Joining the Vatican after nearly 11 years as the Rome correspondent for FOXNews, Burke initially turned the job down, but was later persuaded to take up the challenge.  He’s clear that the success of Pope Francis in winning the hearts and minds of the people and the media is due to the Pope’s own character and actions. His point being, this is not a communications stunt. “This is Francis, not us,” he says. “It’s like Michael Jordan scoring 60 points. We’re here to offer water and a towel. ”Known for his spontaneity and authenticity, Pope Francis is accessible to the Church’s followers in a way that hasn’t been seen before. Children stay by his side after being brought to greet him or may even sit in his chair and refuse to leave. He demonstrates compassion for the sick and poor wherever he goes. He carries his own briefcase. “People want to hug him and that’s acceptable…something we wouldn’t have dreamed of happening on a frequent basis 15 years ago,” says Burke.

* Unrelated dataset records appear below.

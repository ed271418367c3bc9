//! Read-only indexed access to f64 sequences
//!
//! A [`Source`] is the buffer capability the drive loop consumes: an
//! ordered, fixed-length run of values with random-access reads. The core
//! only ever borrows read access, so a source may be shared across worker
//! threads reducing disjoint subranges concurrently.

use crate::{Error, Result};

/// Borrowed, random-access run of f64 values
pub trait Source {
    /// Number of readable elements
    fn len(&self) -> usize;

    /// Read the element at `index`
    ///
    /// Fails with a typed error instead of panicking; the drive loop
    /// propagates read failures unchanged.
    fn read(&self, index: usize) -> Result<f64>;

    /// Whether the source has no elements
    fn is_empty(&self) -> bool {
        self.len() == 0
    }
}

impl Source for [f64] {
    fn len(&self) -> usize {
        <[f64]>::len(self)
    }

    fn read(&self, index: usize) -> Result<f64> {
        self.get(index)
            .copied()
            .ok_or_else(|| Error::out_of_bounds(index, <[f64]>::len(self)))
    }
}

impl Source for Vec<f64> {
    fn len(&self) -> usize {
        self.as_slice().len()
    }

    fn read(&self, index: usize) -> Result<f64> {
        Source::read(self.as_slice(), index)
    }
}

impl<S: Source + ?Sized> Source for &S {
    fn len(&self) -> usize {
        (**self).len()
    }

    fn read(&self, index: usize) -> Result<f64> {
        (**self).read(index)
    }
}
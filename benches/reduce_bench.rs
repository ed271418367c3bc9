//! Drive-loop benchmarks

use criterion::{black_box, criterion_group, criterion_main, Criterion, Throughput};
use rand::{rngs::StdRng, Rng, SeedableRng};

use scalar_reduce::{consume, consume_if, Accumulator, CentralMoments, MinMaxSum, Sum};

const N: usize = 1 << 20;

fn bench_data() -> Vec<f64> {
    let mut rng = StdRng::seed_from_u64(0xC0FFEE);
    (0..N).map(|_| rng.gen_range(-1000.0..1000.0)).collect()
}

fn bench_consume(c: &mut Criterion) {
    let data = bench_data();

    let mut group = c.benchmark_group("consume");
    group.throughput(Throughput::Elements(N as u64));

    group.bench_function("sum", |b| {
        b.iter(|| {
            consume(black_box(&data), 0, N, Sum::new())
                .unwrap()
                .finalize()
        })
    });

    group.bench_function("min_max_sum", |b| {
        b.iter(|| {
            consume(black_box(&data), 0, N, MinMaxSum::new())
                .unwrap()
                .finalize()
        })
    });

    group.bench_function("moments", |b| {
        let mean = consume(&data, 0, N, Sum::new()).unwrap().finalize().mean();
        b.iter(|| {
            consume(black_box(&data), 0, N, CentralMoments::new(mean))
                .unwrap()
                .finalize()
        })
    });

    group.bench_function("filtered_sum", |b| {
        b.iter(|| {
            consume_if(black_box(&data), 0, N, Sum::new(), &|v: f64| v > 0.0)
                .unwrap()
                .finalize()
        })
    });

    group.finish();
}

criterion_group!(benches, bench_consume);
criterion_main!(benches);
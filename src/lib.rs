//! Streaming, combinable scalar reductions over f64 sequences
//!
//! This crate computes sums, transformed sums, generic binary-operator
//! folds, joint min/max/sum, and central statistical moments over runs of
//! floating-point values. Disjoint partitions of a sequence can be reduced
//! independently and merged into a result identical to a single pass over
//! the whole sequence.
//!
//! # Architecture
//!
//! - **Operators** ([`ops`]): pure unary/binary transforms and predicates,
//!   blanket-implemented for closures.
//! - **Accumulator contract** ([`traits`]): `accept` one value, `merge`
//!   with a same-kind sibling (enforced at compile time), `finalize` into a
//!   typed result record.
//! - **Reducers** ([`reducers`]): [`Sum`], [`MappedSum`], [`Fold`],
//!   [`MinMaxSum`], [`CentralMoments`].
//! - **Drive loop** ([`drive`]): sequential traversal of a [`Source`]
//!   subrange with optional filtering.
//!
//! The crate performs no threading and no I/O; it is designed to be embedded
//! in a data-parallel driver that fans subranges across workers and merges
//! the resulting accumulators.
//!
//! # Example
//!
//! ```
//! use scalar_reduce::{consume, merge_all, Accumulator, MinMaxSum};
//!
//! let data = vec![3.0, -1.0, 4.0, 1.5];
//!
//! // One accumulator per half, as a parallel driver would do.
//! let left = consume(&data, 0, 2, MinMaxSum::new())?;
//! let right = consume(&data, 2, 2, MinMaxSum::new())?;
//!
//! let stat = merge_all([left, right])?.unwrap().finalize();
//! assert_eq!(stat.sum, 7.5);
//! assert_eq!(stat.min, -1.0);
//! assert_eq!(stat.max, 4.0);
//! assert_eq!(stat.count, 4);
//! # Ok::<(), scalar_reduce::Error>(())
//! ```

pub mod drive;
pub mod error;
pub mod ops;
pub mod reducers;
pub mod source;
pub mod traits;

pub use drive::{consume, consume_if};
pub use error::{Error, Result};
pub use ops::{BinaryOp, Predicate, UnaryOp};
pub use reducers::{
    CentralMoments, Fold, FoldStat, MappedSum, MinMaxSum, MinMaxSumStat, MomentsStat, Sum, SumStat,
};
pub use source::Source;
pub use traits::{merge_all, Accumulator};

/// Crate version
pub const VERSION: &str = env!("CARGO_PKG_VERSION");

/// Prelude module for convenient imports
pub mod prelude {
    pub use crate::{
        consume, consume_if, merge_all, Accumulator, BinaryOp, CentralMoments, Fold, MappedSum,
        MinMaxSum, Predicate, Result, Source, Sum, UnaryOp,
    };
}
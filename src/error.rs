//! Error types for scalar reduction
//!
//! Provides a unified error type for the crate. Failures surface as typed
//! errors to the embedding driver; nothing here logs, retries, or discards
//! a failure.

use thiserror::Error;

/// Core error type for reduction operations
#[derive(Error, Debug)]
pub enum Error {
    /// Source read past the end of the underlying buffer
    #[error("index {index} out of bounds for source of length {len}")]
    IndexOutOfBounds { index: usize, len: usize },

    /// Moment accumulators built against different means were merged
    #[error("cannot merge central moments about mean {left} with moments about mean {right}")]
    MeanMismatch { left: f64, right: f64 },

    /// IO error from a source backed by external storage
    #[error("IO error: {0}")]
    Io(#[from] std::io::Error),

    /// Other errors from custom source implementations
    #[error("Other error: {0}")]
    Other(#[from] anyhow::Error),
}

/// Result type alias using our Error type
pub type Result<T> = std::result::Result<T, Error>;

impl Error {
    /// Create an error for an out-of-range source read
    pub fn out_of_bounds(index: usize, len: usize) -> Self {
        Self::IndexOutOfBounds { index, len }
    }

    /// Create an error for a merge of moments about different means
    pub fn mean_mismatch(left: f64, right: f64) -> Self {
        Self::MeanMismatch { left, right }
    }
}
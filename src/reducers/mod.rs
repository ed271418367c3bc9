//! Concrete reducer kinds
//!
//! Each kind finalizes into its own typed result record; there is no
//! generic untyped result bag.

mod fold;
mod min_max;
mod moments;
mod sum;

pub use fold::{Fold, FoldStat};
pub use min_max::{MinMaxSum, MinMaxSumStat};
pub use moments::{CentralMoments, MomentsStat};
pub use sum::{MappedSum, Sum, SumStat};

In terms of the communications staff, Burke explains it’s surprisingly small, yet from his pulpit, the Pope has been able to have a huge impact. He has redirected the conversation about the Catholic Church from one of scandals to “God loves you, God forgives you, and the church and its ministers are here to serve the people.”

From 10-day trips to Lampedusa, organized with just 12 days’ notice, to four-hour long prayer vigils for Syria planned in just a few days, this Pope is using his influence to tackle real world issues and put them on the map with compassion and tenderness.

PR has changed in the church over the centuries from delivering the word of God through scenes depicting in stained glass windows to six-second Vine videos and selfies. The Vatican has its own radio station, which has been around for 80 years, as well as an afternoon newspaper.

As the world gets used to “the Pope next door”, Burke reminds us, “Obama’s cool, but the Pope is cooler, okay?!”

Is the Francis effect working? A recent Pew study shows no impact in the U.S. on church attendance, “but anecdotally a lot of people will tell me that they have returned to church or are thinking of it,” says Burke.